Data under study —
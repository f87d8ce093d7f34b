mod common;
mod window;
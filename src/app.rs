use std::path::PathBuf;
use std::thread;

use crossterm::event;
use thiserror::Error;
use tracing::{error, info, trace};

use crate::action_handler::ActionHandler;
use crate::config::{Config, ConfigError};
use crate::input::InputTranslator;
use crate::key::InputEvent;
use crate::state::EditorState;
use crate::ui::{Renderer, TerminalSession, TerminalSessionError};

#[derive(Debug, Error)]
pub enum AppError {
	#[error("build command table failed")]
	CommandTable {
		#[source]
		source: ConfigError,
	},
	#[error(transparent)]
	Terminal(#[from] TerminalSessionError),
	#[error("input channel disconnected")]
	InputDisconnected,
}

pub struct App {
	state:          EditorState,
	renderer:       Renderer,
	action_handler: ActionHandler,
	event_tx:       flume::Sender<AppEvent>,
	event_rx:       flume::Receiver<AppEvent>,
}

#[derive(Debug, Clone, Copy, PartialEq, Eq)]
enum AppEvent {
	Input(InputEvent),
	Redraw,
}

impl App {
	pub fn new(config: &Config) -> Result<Self, AppError> {
		let table = config.command_table().map_err(|source| AppError::CommandTable { source })?;
		info!("command table ready with {} bindings", table.binding_count());
		let (event_tx, event_rx) = flume::bounded(1024);
		Ok(Self {
			state: EditorState::new(config.settings.clone()),
			renderer: Renderer::new(),
			action_handler: ActionHandler::new(table),
			event_tx,
			event_rx,
		})
	}

	pub fn open_files(&mut self, paths: &[PathBuf]) -> usize {
		open_initial_windows(&mut self.state, paths)
	}

	pub fn run(mut self) -> Result<(), AppError> {
		let mut session = TerminalSession::enter(&self.state.title)?;
		let keyboard_enhanced = session.keyboard_enhanced();
		if !keyboard_enhanced {
			self.state.notify("Terminal does not report Ctrl release; chords run one key at a time");
		}
		self.start_input_pump(InputTranslator::new(keyboard_enhanced));

		loop {
			session.draw(|frame| self.renderer.render(frame, &self.state))?;
			trace!("redraw");

			let event = self.event_rx.recv().map_err(|err| {
				error!("input channel disconnected while waiting for next event: {}", err);
				AppError::InputDisconnected
			})?;
			let AppEvent::Input(event) = event else {
				continue;
			};
			if self.action_handler.apply(&mut self.state, event).is_break() {
				info!("last window closed, exiting");
				break;
			}
		}
		Ok(())
	}

	fn start_input_pump(&self, translator: InputTranslator) {
		let event_tx = self.event_tx.clone();
		thread::spawn(move || {
			loop {
				let evt = match event::read() {
					Ok(evt) => evt,
					Err(err) => {
						error!("input pump stopped: failed to read terminal event: {}", err);
						break;
					}
				};
				let events = match &evt {
					event::Event::Resize(..) => vec![AppEvent::Redraw],
					evt => translator.translate(evt).into_iter().map(AppEvent::Input).collect(),
				};
				if let Err(err) = events.into_iter().try_for_each(|event| event_tx.send(event)) {
					error!("input pump stopped: failed to send event: {}", err);
					break;
				}
			}
		});
	}
}

pub fn open_initial_windows(state: &mut EditorState, paths: &[PathBuf]) -> usize {
	let mut failures = 0;
	for path in paths {
		if let Err(err) = state.open_window(Some(path)) {
			error!("failed to open {}: {}", path.display(), err);
			failures += 1;
		}
	}
	if state.windows.is_empty() {
		let _ = state.open_window(None);
	}
	failures
}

Problem to work on — Please retype, with no changes, the lines that run from the first line of the entries to the line with "#[derive(Debug, Error)]", both ends included.

Response below —
repository f87d8ce093d7f34b
mod common;
mod window;
filename src/app.rs
use std::path::PathBuf;
use std::thread;

use crossterm::event;
use thiserror::Error;
use tracing::{error, info, trace};

use crate::action_handler::ActionHandler;
use crate::config::{Config, ConfigError};
use crate::input::InputTranslator;
use crate::key::InputEvent;
use crate::state::EditorState;
use crate::ui::{Renderer, TerminalSession, TerminalSessionError};

#[derive(Debug, Error)]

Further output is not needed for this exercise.